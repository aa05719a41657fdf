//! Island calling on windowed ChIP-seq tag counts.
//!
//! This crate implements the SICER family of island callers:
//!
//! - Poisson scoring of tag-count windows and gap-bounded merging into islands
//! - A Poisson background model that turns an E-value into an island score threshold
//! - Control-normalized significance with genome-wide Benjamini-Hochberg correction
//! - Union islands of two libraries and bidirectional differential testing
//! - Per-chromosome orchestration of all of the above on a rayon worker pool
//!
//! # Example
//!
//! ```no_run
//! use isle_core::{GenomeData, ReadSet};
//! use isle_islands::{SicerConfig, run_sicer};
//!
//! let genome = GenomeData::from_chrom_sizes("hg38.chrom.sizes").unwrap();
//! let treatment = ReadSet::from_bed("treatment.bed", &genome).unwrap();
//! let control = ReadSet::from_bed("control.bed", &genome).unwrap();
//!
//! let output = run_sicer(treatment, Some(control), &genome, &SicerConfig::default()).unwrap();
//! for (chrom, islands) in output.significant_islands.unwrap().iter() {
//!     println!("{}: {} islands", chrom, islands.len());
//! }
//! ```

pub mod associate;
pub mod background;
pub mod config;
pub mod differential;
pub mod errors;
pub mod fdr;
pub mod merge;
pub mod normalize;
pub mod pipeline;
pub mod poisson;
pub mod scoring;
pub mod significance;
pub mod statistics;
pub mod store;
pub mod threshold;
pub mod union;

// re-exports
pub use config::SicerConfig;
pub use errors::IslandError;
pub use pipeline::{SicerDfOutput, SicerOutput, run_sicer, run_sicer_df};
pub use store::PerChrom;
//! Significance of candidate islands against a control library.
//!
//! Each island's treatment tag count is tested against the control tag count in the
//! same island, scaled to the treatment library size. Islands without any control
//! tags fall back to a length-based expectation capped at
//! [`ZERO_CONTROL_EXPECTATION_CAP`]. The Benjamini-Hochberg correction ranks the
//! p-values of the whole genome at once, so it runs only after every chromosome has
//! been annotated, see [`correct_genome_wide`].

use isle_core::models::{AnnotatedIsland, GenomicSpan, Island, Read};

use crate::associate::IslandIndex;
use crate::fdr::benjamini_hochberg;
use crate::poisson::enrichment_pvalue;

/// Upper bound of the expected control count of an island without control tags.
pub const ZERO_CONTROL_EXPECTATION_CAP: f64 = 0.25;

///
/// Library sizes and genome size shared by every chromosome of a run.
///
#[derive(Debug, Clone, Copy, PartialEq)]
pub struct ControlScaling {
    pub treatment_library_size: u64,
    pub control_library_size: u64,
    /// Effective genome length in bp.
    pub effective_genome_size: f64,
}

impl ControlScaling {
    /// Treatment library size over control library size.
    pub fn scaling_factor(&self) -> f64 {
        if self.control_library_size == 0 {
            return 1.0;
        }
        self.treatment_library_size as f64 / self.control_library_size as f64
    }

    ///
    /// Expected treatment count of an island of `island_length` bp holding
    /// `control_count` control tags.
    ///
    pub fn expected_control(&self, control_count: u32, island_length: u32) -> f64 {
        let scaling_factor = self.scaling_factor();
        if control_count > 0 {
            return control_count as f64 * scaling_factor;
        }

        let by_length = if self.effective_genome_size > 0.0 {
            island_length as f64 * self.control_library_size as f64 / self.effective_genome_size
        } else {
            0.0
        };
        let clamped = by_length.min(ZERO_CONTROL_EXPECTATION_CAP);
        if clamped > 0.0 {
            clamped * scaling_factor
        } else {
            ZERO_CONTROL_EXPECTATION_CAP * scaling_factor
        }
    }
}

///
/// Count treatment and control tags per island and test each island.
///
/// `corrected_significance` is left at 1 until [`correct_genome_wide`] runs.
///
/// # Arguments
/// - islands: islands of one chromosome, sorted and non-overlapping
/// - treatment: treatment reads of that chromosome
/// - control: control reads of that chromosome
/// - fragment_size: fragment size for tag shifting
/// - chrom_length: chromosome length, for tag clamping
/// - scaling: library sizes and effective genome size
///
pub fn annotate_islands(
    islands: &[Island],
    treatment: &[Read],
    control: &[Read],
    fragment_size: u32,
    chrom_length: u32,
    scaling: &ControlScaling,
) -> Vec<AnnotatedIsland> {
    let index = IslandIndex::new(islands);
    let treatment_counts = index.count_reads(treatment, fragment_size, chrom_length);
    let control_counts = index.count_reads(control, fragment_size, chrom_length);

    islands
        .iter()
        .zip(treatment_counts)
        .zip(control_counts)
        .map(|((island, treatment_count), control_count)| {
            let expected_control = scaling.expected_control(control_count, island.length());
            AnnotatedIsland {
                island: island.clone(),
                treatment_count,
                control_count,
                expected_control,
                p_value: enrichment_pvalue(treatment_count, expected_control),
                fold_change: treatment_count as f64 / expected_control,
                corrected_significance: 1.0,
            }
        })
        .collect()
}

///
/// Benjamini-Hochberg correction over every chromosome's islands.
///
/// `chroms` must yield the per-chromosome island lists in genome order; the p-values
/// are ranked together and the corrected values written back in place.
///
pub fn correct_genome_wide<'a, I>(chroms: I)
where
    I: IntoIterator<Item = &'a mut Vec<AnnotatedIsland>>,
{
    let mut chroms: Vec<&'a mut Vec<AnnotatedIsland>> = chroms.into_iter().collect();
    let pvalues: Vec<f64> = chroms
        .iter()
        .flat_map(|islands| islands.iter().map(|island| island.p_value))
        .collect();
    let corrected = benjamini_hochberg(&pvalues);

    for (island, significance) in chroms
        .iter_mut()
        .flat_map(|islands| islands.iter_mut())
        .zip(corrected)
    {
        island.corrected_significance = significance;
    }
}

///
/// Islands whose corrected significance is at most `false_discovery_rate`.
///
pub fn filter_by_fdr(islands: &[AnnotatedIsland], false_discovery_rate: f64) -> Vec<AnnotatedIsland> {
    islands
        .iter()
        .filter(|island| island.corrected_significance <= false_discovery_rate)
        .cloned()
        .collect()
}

---

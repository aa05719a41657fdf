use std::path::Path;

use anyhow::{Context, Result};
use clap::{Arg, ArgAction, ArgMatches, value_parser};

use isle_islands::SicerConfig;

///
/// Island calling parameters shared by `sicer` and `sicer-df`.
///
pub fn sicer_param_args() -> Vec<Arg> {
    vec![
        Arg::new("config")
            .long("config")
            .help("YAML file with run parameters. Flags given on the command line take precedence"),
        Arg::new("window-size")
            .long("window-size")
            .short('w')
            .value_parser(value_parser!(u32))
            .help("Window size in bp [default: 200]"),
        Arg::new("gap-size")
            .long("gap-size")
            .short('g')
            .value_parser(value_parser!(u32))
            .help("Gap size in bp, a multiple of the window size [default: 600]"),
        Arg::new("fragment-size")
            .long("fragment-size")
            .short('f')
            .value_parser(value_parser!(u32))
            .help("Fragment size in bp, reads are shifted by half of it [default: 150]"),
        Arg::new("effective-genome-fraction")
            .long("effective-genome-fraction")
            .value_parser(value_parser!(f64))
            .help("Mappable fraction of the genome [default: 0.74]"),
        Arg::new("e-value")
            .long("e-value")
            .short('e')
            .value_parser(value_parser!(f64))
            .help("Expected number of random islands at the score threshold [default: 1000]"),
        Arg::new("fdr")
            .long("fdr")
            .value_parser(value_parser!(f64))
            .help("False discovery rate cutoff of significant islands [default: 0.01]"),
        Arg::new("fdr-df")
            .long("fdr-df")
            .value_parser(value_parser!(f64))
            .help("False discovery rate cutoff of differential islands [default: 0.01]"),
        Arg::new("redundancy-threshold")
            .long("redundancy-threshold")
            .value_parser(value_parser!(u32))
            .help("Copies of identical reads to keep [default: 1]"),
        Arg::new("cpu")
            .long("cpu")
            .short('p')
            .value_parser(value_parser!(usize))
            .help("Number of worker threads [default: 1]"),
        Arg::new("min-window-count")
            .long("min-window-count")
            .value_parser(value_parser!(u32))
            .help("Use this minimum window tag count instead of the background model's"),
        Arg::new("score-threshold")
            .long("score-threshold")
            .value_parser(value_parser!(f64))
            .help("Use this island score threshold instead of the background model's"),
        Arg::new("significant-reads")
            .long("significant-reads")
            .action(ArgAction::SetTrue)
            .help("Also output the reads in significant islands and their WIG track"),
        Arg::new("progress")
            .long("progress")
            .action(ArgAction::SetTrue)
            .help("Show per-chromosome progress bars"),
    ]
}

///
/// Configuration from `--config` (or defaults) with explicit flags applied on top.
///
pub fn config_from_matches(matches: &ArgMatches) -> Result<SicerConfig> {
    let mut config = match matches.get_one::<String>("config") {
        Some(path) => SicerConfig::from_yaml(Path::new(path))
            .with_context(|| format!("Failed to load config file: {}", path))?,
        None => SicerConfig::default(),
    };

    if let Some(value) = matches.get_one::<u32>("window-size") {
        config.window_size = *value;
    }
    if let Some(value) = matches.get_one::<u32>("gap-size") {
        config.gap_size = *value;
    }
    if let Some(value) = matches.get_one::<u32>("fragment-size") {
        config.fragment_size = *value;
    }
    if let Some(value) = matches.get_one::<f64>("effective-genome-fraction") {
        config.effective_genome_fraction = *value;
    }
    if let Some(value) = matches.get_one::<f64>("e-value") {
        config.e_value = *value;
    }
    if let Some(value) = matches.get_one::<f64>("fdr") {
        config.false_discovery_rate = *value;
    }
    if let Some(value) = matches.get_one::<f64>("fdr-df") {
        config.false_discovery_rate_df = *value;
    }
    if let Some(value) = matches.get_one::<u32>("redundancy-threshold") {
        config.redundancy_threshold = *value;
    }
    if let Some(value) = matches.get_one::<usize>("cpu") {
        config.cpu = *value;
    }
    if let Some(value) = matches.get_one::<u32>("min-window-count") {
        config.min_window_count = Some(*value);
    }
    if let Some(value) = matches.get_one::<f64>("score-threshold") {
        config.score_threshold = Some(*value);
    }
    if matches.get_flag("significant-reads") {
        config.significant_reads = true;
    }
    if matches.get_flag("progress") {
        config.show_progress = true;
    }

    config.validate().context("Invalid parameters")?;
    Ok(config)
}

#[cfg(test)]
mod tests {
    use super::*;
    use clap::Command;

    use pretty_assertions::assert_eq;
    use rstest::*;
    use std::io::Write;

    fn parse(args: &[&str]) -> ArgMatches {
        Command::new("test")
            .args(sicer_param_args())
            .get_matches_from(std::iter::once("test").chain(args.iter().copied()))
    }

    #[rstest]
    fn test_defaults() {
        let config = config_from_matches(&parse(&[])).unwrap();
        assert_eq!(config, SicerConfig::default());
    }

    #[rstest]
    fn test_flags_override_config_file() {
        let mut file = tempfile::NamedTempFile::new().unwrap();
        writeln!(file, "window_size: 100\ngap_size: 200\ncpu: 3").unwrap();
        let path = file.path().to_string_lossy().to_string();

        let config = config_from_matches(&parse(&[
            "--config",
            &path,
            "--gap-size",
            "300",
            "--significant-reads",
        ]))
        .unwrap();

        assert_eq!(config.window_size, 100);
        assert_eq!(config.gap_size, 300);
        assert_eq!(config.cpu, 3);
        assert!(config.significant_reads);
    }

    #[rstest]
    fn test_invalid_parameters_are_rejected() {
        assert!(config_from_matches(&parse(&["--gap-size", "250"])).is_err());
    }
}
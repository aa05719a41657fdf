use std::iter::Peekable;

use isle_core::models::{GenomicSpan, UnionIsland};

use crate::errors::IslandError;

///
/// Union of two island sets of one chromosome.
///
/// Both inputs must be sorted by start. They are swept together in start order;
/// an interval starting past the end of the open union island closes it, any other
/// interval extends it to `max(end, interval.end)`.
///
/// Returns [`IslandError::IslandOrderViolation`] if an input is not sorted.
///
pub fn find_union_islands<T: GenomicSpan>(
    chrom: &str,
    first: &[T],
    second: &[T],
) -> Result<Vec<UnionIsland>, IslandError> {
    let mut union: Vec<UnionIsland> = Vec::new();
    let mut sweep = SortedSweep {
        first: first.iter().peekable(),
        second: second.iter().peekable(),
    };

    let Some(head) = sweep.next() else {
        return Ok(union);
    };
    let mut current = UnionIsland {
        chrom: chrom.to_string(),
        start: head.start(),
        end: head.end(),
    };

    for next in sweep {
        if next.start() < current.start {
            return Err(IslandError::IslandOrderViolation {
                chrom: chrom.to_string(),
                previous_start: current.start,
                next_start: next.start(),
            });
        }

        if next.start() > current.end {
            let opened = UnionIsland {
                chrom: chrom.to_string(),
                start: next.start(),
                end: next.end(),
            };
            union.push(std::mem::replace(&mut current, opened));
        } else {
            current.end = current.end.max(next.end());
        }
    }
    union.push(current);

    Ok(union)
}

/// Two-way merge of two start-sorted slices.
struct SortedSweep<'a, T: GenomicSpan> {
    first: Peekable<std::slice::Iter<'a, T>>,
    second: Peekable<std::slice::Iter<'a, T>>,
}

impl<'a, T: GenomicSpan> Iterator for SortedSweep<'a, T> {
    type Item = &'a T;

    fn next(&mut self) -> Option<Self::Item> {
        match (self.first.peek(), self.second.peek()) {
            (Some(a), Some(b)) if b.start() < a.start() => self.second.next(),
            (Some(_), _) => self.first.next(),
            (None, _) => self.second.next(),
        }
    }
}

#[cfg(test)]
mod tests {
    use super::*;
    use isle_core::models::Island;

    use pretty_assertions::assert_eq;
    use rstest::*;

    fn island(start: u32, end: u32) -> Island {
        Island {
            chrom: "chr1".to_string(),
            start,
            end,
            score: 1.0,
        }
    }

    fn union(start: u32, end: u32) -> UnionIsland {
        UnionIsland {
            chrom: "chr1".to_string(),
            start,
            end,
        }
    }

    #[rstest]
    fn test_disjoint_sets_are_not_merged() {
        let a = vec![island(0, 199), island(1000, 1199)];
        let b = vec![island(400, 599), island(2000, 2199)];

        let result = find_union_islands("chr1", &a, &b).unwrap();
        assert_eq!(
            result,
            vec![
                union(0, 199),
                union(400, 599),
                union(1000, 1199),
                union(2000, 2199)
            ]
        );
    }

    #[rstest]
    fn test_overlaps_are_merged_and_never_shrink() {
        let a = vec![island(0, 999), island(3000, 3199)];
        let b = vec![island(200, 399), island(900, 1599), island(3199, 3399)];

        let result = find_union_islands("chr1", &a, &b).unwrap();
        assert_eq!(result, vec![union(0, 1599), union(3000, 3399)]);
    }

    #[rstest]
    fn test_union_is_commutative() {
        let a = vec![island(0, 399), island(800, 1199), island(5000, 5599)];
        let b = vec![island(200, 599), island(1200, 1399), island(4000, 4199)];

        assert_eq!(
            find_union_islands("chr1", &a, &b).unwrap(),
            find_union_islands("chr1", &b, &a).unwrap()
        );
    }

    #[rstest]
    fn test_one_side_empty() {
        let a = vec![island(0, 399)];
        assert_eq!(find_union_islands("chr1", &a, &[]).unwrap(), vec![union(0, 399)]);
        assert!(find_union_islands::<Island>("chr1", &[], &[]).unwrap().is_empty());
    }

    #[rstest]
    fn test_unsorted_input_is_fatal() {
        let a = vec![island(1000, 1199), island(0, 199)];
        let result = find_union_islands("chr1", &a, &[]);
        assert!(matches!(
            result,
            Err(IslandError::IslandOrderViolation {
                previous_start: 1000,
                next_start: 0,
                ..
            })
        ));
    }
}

_TASK DESCRIPTION_
Count the lines above that contain "head" and reply with the figure alone.

_THE COMPLETED TASK_
3